● Entries provided:
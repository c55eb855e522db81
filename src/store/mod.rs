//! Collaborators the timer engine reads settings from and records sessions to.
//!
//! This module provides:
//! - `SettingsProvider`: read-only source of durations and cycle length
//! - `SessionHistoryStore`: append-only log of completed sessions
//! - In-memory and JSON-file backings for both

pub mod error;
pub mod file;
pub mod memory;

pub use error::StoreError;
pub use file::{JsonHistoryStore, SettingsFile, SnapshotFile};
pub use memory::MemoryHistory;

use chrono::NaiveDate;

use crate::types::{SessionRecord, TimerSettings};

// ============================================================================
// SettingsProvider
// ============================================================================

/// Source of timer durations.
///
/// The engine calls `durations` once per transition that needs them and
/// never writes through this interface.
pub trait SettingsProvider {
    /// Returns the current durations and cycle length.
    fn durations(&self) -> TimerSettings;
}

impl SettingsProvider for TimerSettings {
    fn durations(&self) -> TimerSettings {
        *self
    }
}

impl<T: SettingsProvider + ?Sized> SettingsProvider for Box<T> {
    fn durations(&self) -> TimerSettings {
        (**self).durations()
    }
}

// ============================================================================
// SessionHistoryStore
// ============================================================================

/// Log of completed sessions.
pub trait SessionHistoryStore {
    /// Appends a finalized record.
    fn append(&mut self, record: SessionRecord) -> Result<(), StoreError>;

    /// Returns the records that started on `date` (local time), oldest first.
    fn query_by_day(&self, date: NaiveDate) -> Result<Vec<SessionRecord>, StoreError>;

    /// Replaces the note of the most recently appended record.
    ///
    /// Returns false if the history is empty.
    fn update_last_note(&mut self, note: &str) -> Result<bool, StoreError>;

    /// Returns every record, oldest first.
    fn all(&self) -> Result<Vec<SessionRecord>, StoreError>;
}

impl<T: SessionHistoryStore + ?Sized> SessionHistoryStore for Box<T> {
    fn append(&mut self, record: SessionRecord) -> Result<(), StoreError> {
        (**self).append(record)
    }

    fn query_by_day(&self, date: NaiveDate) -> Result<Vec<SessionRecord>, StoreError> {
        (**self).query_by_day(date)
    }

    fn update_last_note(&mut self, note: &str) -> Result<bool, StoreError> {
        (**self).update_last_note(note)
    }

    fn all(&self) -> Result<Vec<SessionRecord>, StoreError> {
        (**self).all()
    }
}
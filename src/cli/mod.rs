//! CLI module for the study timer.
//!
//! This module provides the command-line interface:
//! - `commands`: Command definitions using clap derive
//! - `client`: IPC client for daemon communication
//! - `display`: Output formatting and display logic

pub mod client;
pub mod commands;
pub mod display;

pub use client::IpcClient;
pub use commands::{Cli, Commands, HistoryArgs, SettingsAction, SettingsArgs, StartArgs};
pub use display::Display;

==

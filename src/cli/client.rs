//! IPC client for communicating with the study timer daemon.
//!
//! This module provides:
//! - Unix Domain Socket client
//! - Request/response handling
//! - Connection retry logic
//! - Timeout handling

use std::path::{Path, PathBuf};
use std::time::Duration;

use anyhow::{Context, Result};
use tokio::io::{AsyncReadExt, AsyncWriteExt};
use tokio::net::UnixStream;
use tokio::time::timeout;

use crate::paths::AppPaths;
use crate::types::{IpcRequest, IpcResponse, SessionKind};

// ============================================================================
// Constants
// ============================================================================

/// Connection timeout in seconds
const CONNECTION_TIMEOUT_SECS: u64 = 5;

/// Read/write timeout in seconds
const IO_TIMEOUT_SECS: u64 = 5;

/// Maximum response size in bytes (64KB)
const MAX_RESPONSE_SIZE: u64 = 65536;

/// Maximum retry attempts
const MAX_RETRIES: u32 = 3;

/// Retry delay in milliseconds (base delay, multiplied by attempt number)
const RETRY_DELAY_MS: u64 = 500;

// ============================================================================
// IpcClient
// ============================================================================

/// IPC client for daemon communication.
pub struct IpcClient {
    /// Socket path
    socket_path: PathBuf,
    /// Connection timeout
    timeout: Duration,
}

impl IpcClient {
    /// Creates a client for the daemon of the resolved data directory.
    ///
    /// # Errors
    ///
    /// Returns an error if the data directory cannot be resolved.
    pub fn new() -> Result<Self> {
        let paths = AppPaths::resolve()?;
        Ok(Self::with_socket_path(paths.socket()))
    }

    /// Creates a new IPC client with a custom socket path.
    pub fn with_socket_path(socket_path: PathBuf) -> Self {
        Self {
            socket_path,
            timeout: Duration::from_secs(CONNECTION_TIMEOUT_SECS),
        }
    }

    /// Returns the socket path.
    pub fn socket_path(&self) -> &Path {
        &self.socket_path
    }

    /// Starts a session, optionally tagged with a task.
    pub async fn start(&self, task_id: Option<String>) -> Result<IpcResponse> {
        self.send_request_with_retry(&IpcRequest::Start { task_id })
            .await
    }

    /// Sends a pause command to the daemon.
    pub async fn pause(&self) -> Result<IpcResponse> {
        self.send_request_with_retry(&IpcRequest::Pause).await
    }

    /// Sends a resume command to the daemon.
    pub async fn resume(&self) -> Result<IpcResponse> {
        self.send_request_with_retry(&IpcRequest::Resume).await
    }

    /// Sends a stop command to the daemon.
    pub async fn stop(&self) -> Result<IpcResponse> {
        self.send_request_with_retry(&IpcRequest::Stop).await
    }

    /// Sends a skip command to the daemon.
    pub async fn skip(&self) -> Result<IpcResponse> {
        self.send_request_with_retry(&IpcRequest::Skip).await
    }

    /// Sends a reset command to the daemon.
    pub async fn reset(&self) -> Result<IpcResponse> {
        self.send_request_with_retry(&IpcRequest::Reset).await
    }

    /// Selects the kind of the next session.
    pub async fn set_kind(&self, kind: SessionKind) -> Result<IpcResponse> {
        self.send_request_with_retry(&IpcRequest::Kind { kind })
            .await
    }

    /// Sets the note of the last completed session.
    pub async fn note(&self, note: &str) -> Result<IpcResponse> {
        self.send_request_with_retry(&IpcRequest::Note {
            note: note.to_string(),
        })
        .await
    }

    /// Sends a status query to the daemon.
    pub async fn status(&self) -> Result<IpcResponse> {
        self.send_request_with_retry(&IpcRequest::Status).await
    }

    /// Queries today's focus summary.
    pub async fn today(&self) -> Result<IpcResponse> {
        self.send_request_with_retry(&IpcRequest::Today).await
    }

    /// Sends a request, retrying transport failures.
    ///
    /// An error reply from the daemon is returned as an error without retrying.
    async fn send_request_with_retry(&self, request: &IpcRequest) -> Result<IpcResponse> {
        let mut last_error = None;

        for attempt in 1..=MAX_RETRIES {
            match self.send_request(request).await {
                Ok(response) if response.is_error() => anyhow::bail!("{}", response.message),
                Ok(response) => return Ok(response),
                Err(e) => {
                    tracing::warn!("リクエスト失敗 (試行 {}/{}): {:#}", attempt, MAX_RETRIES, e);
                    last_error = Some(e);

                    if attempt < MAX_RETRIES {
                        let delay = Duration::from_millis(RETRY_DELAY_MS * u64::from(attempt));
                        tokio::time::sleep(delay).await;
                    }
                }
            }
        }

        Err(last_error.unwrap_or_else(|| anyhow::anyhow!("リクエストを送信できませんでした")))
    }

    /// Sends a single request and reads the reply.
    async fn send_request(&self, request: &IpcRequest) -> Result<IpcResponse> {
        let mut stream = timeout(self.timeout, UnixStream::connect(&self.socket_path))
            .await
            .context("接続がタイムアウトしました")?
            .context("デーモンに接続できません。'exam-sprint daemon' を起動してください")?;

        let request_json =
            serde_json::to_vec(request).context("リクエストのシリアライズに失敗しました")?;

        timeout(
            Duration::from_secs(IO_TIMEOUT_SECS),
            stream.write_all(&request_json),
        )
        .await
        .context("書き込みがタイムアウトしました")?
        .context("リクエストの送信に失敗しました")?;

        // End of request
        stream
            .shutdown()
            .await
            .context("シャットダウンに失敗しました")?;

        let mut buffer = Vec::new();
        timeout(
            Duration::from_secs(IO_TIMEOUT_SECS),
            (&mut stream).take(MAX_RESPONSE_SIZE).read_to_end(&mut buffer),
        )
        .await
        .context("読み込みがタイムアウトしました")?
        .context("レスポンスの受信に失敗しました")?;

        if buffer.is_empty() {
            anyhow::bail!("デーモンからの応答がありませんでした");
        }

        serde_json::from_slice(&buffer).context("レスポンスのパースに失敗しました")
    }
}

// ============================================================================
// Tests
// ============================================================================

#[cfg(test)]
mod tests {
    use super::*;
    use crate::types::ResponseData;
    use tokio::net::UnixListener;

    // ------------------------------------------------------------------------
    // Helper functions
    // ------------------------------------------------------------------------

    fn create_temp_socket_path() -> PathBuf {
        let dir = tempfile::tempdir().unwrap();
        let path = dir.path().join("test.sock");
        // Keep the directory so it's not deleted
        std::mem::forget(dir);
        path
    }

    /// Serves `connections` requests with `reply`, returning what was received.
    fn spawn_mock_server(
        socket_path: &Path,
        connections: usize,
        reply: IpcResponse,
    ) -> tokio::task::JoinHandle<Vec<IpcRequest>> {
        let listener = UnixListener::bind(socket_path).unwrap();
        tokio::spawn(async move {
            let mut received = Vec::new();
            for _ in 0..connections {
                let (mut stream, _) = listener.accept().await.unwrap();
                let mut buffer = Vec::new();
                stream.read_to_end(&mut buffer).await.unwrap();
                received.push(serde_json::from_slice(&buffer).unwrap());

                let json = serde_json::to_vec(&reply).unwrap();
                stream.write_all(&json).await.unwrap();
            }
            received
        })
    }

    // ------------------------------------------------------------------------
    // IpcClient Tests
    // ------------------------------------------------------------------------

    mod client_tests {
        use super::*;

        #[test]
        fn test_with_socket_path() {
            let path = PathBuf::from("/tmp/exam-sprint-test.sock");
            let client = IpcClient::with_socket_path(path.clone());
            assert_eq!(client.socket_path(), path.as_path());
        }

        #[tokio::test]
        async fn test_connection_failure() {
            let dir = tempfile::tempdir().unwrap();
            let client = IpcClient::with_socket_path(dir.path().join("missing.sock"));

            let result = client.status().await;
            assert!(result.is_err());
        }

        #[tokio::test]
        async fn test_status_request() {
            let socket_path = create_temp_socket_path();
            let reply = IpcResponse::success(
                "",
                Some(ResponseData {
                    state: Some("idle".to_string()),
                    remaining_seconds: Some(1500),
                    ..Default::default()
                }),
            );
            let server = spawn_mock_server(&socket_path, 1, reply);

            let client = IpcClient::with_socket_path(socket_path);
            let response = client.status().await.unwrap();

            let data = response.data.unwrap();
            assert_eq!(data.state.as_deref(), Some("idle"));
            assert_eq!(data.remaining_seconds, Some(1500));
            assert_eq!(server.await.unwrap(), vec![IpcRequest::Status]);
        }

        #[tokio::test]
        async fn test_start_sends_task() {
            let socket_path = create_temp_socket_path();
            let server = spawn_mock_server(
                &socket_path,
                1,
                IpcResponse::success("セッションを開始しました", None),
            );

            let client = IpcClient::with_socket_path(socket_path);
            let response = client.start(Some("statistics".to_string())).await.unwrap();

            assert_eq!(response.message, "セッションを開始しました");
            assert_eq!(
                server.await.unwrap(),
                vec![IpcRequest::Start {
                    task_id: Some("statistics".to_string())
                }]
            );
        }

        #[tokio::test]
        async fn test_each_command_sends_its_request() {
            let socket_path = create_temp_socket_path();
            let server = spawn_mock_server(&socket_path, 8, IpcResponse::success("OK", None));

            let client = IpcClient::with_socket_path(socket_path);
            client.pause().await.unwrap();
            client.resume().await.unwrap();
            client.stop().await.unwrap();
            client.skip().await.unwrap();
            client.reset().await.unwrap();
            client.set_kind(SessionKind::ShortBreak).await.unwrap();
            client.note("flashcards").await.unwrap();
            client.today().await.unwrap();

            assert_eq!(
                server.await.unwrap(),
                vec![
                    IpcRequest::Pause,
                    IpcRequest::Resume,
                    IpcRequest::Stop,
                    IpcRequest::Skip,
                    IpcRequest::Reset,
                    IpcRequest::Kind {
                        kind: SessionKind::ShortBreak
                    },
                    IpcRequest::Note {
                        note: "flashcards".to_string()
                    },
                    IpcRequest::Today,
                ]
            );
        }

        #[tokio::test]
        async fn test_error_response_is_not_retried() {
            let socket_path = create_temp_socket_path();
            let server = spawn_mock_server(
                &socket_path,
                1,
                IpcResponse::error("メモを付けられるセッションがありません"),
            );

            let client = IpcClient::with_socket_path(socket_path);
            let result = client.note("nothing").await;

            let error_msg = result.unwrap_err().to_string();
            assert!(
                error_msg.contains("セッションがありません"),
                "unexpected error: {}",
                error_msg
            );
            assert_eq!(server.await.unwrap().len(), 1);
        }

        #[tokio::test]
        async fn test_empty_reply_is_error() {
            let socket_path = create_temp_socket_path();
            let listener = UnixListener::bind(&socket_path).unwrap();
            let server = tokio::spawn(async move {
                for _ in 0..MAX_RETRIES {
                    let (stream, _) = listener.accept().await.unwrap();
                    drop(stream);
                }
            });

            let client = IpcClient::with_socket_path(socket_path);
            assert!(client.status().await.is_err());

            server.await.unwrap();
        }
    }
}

...

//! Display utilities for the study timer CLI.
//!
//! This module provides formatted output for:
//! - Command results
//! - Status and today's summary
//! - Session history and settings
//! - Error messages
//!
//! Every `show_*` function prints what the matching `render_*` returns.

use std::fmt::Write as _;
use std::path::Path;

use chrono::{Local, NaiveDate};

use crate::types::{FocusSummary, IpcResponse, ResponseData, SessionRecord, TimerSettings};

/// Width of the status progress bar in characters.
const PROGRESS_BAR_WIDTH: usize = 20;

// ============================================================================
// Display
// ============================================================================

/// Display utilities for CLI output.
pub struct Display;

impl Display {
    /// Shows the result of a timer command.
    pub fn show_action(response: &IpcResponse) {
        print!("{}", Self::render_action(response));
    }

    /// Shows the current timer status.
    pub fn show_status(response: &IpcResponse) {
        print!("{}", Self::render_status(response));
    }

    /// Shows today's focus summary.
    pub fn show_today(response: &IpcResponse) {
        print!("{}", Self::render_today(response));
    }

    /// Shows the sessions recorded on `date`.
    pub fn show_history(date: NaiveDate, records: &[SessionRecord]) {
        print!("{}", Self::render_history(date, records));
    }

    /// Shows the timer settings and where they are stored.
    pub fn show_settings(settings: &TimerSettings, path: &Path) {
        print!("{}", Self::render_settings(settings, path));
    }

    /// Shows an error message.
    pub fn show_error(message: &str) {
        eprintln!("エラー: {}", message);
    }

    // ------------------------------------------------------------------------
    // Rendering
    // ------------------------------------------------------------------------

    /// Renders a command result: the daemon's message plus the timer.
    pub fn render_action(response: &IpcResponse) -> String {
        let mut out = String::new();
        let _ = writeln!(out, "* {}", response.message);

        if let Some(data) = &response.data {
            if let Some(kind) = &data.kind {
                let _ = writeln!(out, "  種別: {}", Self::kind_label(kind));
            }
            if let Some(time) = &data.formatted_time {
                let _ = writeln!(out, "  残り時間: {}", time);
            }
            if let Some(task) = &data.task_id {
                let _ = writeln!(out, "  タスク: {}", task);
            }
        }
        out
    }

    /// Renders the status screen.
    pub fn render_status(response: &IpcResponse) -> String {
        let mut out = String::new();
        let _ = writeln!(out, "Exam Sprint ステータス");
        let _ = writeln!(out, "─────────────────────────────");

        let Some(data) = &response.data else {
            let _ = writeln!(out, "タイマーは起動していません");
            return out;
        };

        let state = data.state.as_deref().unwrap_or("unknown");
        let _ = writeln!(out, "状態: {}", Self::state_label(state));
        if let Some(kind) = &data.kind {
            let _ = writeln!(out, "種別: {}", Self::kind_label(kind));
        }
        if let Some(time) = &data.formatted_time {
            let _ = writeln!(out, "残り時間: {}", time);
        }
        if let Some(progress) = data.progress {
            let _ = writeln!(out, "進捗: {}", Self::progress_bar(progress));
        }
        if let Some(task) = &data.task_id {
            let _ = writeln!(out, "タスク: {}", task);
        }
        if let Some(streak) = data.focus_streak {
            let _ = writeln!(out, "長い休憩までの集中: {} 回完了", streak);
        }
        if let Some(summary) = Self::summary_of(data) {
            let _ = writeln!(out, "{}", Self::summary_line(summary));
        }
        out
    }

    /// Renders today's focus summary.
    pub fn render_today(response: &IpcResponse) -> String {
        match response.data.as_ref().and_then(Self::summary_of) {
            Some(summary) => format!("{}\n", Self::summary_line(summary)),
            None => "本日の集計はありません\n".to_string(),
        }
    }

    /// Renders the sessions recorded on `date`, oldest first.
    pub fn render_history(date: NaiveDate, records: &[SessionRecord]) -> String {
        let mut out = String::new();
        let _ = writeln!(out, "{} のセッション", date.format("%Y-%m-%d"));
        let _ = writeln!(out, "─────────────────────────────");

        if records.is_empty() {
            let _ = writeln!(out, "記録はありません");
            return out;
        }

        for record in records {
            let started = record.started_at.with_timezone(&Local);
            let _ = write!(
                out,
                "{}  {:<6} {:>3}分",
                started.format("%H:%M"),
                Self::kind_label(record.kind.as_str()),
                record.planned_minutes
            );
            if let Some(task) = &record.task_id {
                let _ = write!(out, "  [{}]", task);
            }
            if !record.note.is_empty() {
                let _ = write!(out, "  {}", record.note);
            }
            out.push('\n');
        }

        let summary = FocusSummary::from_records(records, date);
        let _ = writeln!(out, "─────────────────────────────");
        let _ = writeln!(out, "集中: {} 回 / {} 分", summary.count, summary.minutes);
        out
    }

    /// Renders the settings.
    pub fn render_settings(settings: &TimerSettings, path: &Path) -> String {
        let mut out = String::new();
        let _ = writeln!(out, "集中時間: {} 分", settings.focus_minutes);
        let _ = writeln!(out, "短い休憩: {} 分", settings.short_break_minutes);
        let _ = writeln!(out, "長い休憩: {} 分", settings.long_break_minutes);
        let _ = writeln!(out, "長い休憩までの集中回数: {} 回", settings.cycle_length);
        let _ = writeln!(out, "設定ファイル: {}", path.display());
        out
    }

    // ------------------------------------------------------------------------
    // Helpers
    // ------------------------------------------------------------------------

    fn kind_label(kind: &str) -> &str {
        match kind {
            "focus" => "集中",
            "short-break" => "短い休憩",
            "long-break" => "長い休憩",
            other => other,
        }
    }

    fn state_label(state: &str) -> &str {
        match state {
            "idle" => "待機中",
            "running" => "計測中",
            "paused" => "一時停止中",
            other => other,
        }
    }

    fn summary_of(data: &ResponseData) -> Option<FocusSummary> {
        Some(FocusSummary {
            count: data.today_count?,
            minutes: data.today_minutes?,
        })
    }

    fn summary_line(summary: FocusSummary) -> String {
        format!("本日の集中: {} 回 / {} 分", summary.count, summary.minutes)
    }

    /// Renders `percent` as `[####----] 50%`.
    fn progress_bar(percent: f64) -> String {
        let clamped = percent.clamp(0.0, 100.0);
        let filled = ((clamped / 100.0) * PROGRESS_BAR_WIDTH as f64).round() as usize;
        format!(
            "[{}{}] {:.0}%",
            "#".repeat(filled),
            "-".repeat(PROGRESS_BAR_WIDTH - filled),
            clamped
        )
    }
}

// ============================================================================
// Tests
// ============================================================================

● Required work:
Filter the data above down to lines with the word "that", and copy them.

● Solution for this task:
/// The engine calls `durations` once per transition that needs them and
    /// Returns the records that started on `date` (local time), oldest first.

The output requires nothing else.